4524 In closing, we wish to acknowledge the many intervenors who filed letters of support for our proposals and those of others. Many interested parties have appeared at this proceeding in the past few days in support of the applications before you. Each intervenor had positive things to say about what these proposals might bring to the local markets being considered. But what is at stake this preceding has far reaching implications beyond the local communities in question. The result of new licensing in these markets will have an impact on the broadcast system on the whole. While new services might provide some additional local programming and community reflection, they will, in light of commitment they have made, have know choice but take out more than they put in. Because the Toronto market is the economic engine that supports smaller markets throughout the system, the impact of licensing would produce a net result that is negative for the system.
4525 This is not unlike the airline industry where too many operators in the market led to fragmentation, and in turn resulted in consolidation to preserve Canadian service.
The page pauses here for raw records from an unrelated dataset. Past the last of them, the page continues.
impl<D: Dimension> Quantity<D> {
    /// Creates a quantity from a raw value and unit. The value's
    /// representation is preserved exactly: `i16` in, 16-bit-backed out.
    pub fn new(value: impl Into<NumericValue>, unit: Unit<D>) -> Self {
        Self {
            value: value.into(),
            unit,
        }
    }

    /// The zero quantity of `unit`, in the narrowest representation.
    pub fn zero(unit: Unit<D>) -> Self {
        Self::new(0i16, unit)
    }

    /// The unit quantity of `unit`, in the narrowest representation.
    pub fn one(unit: Unit<D>) -> Self {
        Self::new(1i16, unit)
    }

    /// The raw numeric value, in whatever unit this quantity carries.
    pub const fn value(&self) -> NumericValue {
        self.value
    }

    /// The unit the value is expressed in.
    pub const fn unit(&self) -> Unit<D> {
        self.unit
    }

    /// Adds two quantities of the same dimension.
    ///
    /// With a shared unit the sum is computed in the promoted
    /// representation and an out-of-range result is a hard
    /// [`ArithmeticError::Overflow`].
    ///
    /// With different units the result is reported in the smaller-scaled
    /// unit when the sum fits there, otherwise in the larger-scaled unit:
    /// the larger-scaled operand is first converted down (so
    /// `1 mΩ + 1 Ω == 1001 mΩ`), and only if that value or the sum escapes
    /// the bounded representation is the smaller-scaled operand converted
    /// up instead — where truncation may make it vanish entirely, which is
    /// why a yotta-ohm quantity absorbs ohm-sized additions unchanged.
    pub fn add(self, other: Self) -> Result<Self, ArithmeticError> {
        if self.unit == other.unit {
            let value = self.value.checked_add(other.value)?;
            return Ok(Self {
                value,
                unit: self.unit,
            });
        }
        let preferred = if other.unit.scale() < self.unit.scale() {
            other.unit
        } else {
            self.unit
        };
        let fallback = if preferred == self.unit {
            other.unit
        } else {
            self.unit
        };
        match self.add_in(other, preferred) {
            Ok(sum) => Ok(sum),
            Err(_) => {
                trace!(
                    "sum does not fit in {}; retrying in {}",
                    preferred,
                    fallback
                );
                self.add_in(other, fallback)
            }
        }
    }

    // Aligns both operands into `unit` (truncating, width-checked) and adds
    // there.
    fn add_in(self, other: Self, unit: Unit<D>) -> Result<Self, ArithmeticError> {
        let a = Self::aligned_value(self, unit)?;
        let b = Self::aligned_value(other, unit)?;
        Ok(Self {
            value: a.checked_add(b)?,
            unit,
        })
    }

    fn aligned_value(q: Self, unit: Unit<D>) -> Result<NumericValue, ArithmeticError> {
        if q.unit == unit {
            Ok(q.value)
        } else {
            Converter::between(q.unit, unit).apply_trunc(q.value)
        }
    }

    /// Subtracts `other`, with the same scale resolution and overflow
    /// policy as [`add`](Self::add).
    pub fn subtract(self, other: Self) -> Result<Self, ArithmeticError> {
        self.add(other.negate()?)
    }

    /// The additive inverse, in the same unit and representation.
    pub fn negate(self) -> Result<Self, ArithmeticError> {
        Ok(Self {
            value: self.value.checked_neg()?,
            unit: self.unit,
        })
    }

    /// Multiplies the raw values in the promoted representation, escalating
    /// integer products to wider representations so they stay exact.
    ///
    /// The result carries the left operand's unit tag; tracking the product
    /// dimension (ohm squared and the like) is unit-algebra territory and
    /// out of scope here.
    pub fn multiply(self, other: Self) -> Result<Self, ArithmeticError> {
        Ok(Self {
            value: self.value.checked_mul(other.value)?,
            unit: self.unit,
        })
    }

    /// Divides the raw values in the promoted representation: truncating
    /// for integers (`3 Ω / 2 Ω == 1`), real-valued once a float or decimal
    /// is involved.
    ///
    /// As with [`multiply`](Self::multiply), the quotient keeps the left
    /// operand's unit tag.
    pub fn divide(self, other: Self) -> Result<Self, ArithmeticError> {
        Ok(Self {
            value: self.value.checked_div(other.value)?,
            unit: self.unit,
        })
    }

    /// Converts to an equivalent quantity in `target`, preserving the value.
    ///
    /// Integer-backed quantities keep their representation when the
    /// converted value is integral and in range; otherwise the result is
    /// promoted to exact decimal, never truncated. Terminating conversions
    /// round-trip exactly.
    pub fn to(self, target: Unit<D>) -> Result<Self, ArithmeticError> {
        if self.unit == target {
            return Ok(self);
        }
        let value = Converter::between(self.unit, target).apply(self.value)?;
        Ok(Self {
            value,
            unit: target,
        })
    }

    /// Converts to `unit` and narrows to `i64`, truncating toward zero.
    /// Matches the two-step `to(unit)`-then-narrow path.
    pub fn long_value(&self, unit: Unit<D>) -> Result<i64, ArithmeticError> {
        Converter::between(self.unit, unit)
            .apply(self.value)?
            .to_i64_trunc()
    }

    /// Converts to `unit` in the `f64` lane. Total: out-of-range values
    /// follow IEEE-754 into infinities.
    pub fn double_value(&self, unit: Unit<D>) -> f64 {
        Converter::between(self.unit, unit).apply_f64(self.value.to_f64())
    }
}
The need for rationalization, in addition to the economic pressures, have now led the airline industry in Canada to reduce service to smaller markets in toward to preserve service on major routes. The strength of the broadcasting industry lies in our ability to continue to serve markets of all sizes throughout the country. Even without new licensing in these markets, we have already begun to see similar effects in smaller markets in the broadcasting system.
4526 Our application, "Purely Canadian", will strengthen the system rather than weaken it. We thank the Commission and Commission staff for your probing and attention and I am sure long hours of homework for this hearing. We are prepared to answer any questions.
4527 THE CHAIRPERSON: Thank you, Mr. Noble. Counsel.
4528 MR. RHEAUME: When could you implement "Purely Canadian"?
4529 MR. NOBLE: 12 months after licensing, 11 if you prefer.
4530 MR. RHEAUME: Thank you, Mr. Noble. Merci, madam.
4531 THE CHAIRPERSON: Thank you this completes Phase four of the hearing. Mr. Secretary, I understand we also have a non‑appearing items scheduled.
4532 MR. CUSSONS: Yes, we do, Madam Chair, and your decisions will be rendered on those in due course.
4533 THE CHAIRPERSON: Thank you. Before adjourning I wish to thank all participants for their cooperation and their patience and more significantly for their important contribution to the proceeding. We all worked hard but with good humour and even managed to share a few laughs.
4534 My thanks, of course, to my colleagues for their support and for the staff for their invaluable help before and during the hearing and in the months to come and the court reporter for keeping our words on the pages of the transcript and to the technicians for keeping the echo out of the room. I hope you all have a safe trip home, whether you live in Kitchener, Toronto, Hamilton, Halton Hills, Halton County. On this noble effort, this hearing is now adjourned.